# Task prompt:
For each entry that follows, produce an exact copy.

Data extracted from a collection:
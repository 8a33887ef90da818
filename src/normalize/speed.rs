use std::sync::LazyLock;

use regex::{Captures, Regex};

use crate::table::Record;

pub const KMH_TO_KNOTS: f64 = 0.539956803;

static PRE_RE: LazyLock<Regex> = LazyLock::new(|| Regex::new(r"\.|\d+").unwrap());
static KMH_RE: LazyLock<Regex> =
    LazyLock::new(|| Regex::new(r"(\d+(?:,\d+)?)\s*km/h").unwrap());
static LEADING_NUMBER_RE: LazyLock<Regex> =
    LazyLock::new(|| Regex::new(r"^\s*(\d+(?:,\d+)?)").unwrap());

/// Decimal-separator pre-pass: periods become commas, and so does any run
/// of exactly four digits. Narrow and admittedly fragile (a four-digit
/// year inside a speed field is eaten), so it is kept separate and tested
/// on its own.
pub fn preprocess(raw: &str) -> String {
    PRE_RE
        .replace_all(raw, |caps: &Captures| {
            let m = &caps[0];
            if m == "." || m.len() == 4 {
                ",".to_string()
            } else {
                m.to_string()
            }
        })
        .into_owned()
}

pub fn normalize(record: &Record) -> Option<String> {
    record.text("Ship_speed").map(normalize_text)
}

/// Knots as a comma-decimal numeric string. A km/h figure is converted;
/// otherwise a bare leading numeric token is taken verbatim; otherwise the
/// pre-processed text falls through.
pub fn normalize_text(raw: &str) -> String {
    let pre = preprocess(raw);
    if let Some(caps) = KMH_RE.captures(&pre) {
        if let Ok(kmh) = caps[1].replace(',', ".").parse::<f64>() {
            return format!("{:.2}", kmh * KMH_TO_KNOTS).replace('.', ",");
        }
    }
    if let Some(caps) = LEADING_NUMBER_RE.captures(&pre) {
        return caps[1].to_string();
    }
    pre
}

// ── Tests ──

#[cfg(test)]
mod tests {
    use super::*;

    #[test]
    fn preprocess_unifies_decimal_separators() {
        assert_eq!(preprocess("13.5 knots"), "13,5 knots");
    }

    #[test]
    fn preprocess_eats_exactly_four_digit_runs() {
        // The known sharp edge: an embedded year collapses to a comma.
        assert_eq!(preprocess("13.5 knots (1898 trial)"), "13,5 knots (, trial)");
        // Shorter and longer runs survive.
        assert_eq!(preprocess("460 km/h"), "460 km/h");
        assert_eq!(preprocess("12345"), "12345");
    }

    #[test]
    fn kmh_converted_to_knots_with_comma_separator() {
        // 46 km/h × 0.539956803 = 24.838...
        assert_eq!(normalize_text("46 km/h"), "24,84");
    }

    #[test]
    fn kmh_wins_over_leading_token() {
        assert_eq!(normalize_text("25 km/h maximum"), "13,50");
    }

    #[test]
    fn decimal_kmh_parses_after_preprocessing() {
        // 20.5 km/h → 20,5 km/h → 11.069... knots
        assert_eq!(normalize_text("20.5 km/h"), "11,07");
    }

    #[test]
    fn bare_leading_token_used_verbatim() {
        assert_eq!(normalize_text("14 knots"), "14");
        assert_eq!(normalize_text("13.5 knots"), "13,5");
    }

    #[test]
    fn unmatched_text_falls_back_to_preprocessed() {
        assert_eq!(normalize_text("unknown"), "unknown");
        assert_eq!(normalize_text("approx. twelve"), "approx, twelve");
    }
}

# Expected answer:
repository 8a33887ef90da818
filename src/normalize/speed.rs
use std::sync::LazyLock;

use regex::{Captures, Regex};

use crate::table::Record;

pub const KMH_TO_KNOTS: f64 = 0.539956803;

static PRE_RE: LazyLock<Regex> = LazyLock::new(|| Regex::new(r"\.|\d+").unwrap());
static KMH_RE: LazyLock<Regex> =
    LazyLock::new(|| Regex::new(r"(\d+(?:,\d+)?)\s*km/h").unwrap());
static LEADING_NUMBER_RE: LazyLock<Regex> =
    LazyLock::new(|| Regex::new(r"^\s*(\d+(?:,\d+)?)").unwrap());

/// Decimal-separator pre-pass: periods become commas, and so does any run
/// of exactly four digits. Narrow and admittedly fragile (a four-digit
/// year inside a speed field is eaten), so it is kept separate and tested
/// on its own.
pub fn preprocess(raw: &str) -> String {
    PRE_RE
        .replace_all(raw, |caps: &Captures| {
            let m = &caps[0];
            if m == "." || m.len() == 4 {
                ",".to_string()
            } else {
                m.to_string()
            }
        })
        .into_owned()
}

pub fn normalize(record: &Record) -> Option<String> {
    record.text("Ship_speed").map(normalize_text)
}

/// Knots as a comma-decimal numeric string. A km/h figure is converted;
/// otherwise a bare leading numeric token is taken verbatim; otherwise the
/// pre-processed text falls through.
pub fn normalize_text(raw: &str) -> String {
    let pre = preprocess(raw);
    if let Some(caps) = KMH_RE.captures(&pre) {
        if let Ok(kmh) = caps[1].replace(',', ".").parse::<f64>() {
            return format!("{:.2}", kmh * KMH_TO_KNOTS).replace('.', ",");
        }
    }
    if let Some(caps) = LEADING_NUMBER_RE.captures(&pre) {
        return caps[1].to_string();
    }
    pre
}

// ── Tests ──

#[cfg(test)]
mod tests {
    use super::*;

    #[test]
    fn preprocess_unifies_decimal_separators() {
        assert_eq!(preprocess("13.5 knots"), "13,5 knots");
    }

    #[test]
    fn preprocess_eats_exactly_four_digit_runs() {
        // The known sharp edge: an embedded year collapses to a comma.
        assert_eq!(preprocess("13.5 knots (1898 trial)"), "13,5 knots (, trial)");
        // Shorter and longer runs survive.
        assert_eq!(preprocess("460 km/h"), "460 km/h");
        assert_eq!(preprocess("12345"), "12345");
    }

    #[test]
    fn kmh_converted_to_knots_with_comma_separator() {
        // 46 km/h × 0.539956803 = 24.838...
        assert_eq!(normalize_text("46 km/h"), "24,84");
    }

    #[test]
    fn kmh_wins_over_leading_token() {
        assert_eq!(normalize_text("25 km/h maximum"), "13,50");
    }

    #[test]
    fn decimal_kmh_parses_after_preprocessing() {
        // 20.5 km/h → 20,5 km/h → 11.069... knots
        assert_eq!(normalize_text("20.5 km/h"), "11,07");
    }

    #[test]
    fn bare_leading_token_used_verbatim() {
        assert_eq!(normalize_text("14 knots"), "14");
        assert_eq!(normalize_text("13.5 knots"), "13,5");
    }

    #[test]
    fn unmatched_text_falls_back_to_preprocessed() {
        assert_eq!(normalize_text("unknown"), "unknown");
        assert_eq!(normalize_text("approx. twelve"), "approx, twelve");
    }
}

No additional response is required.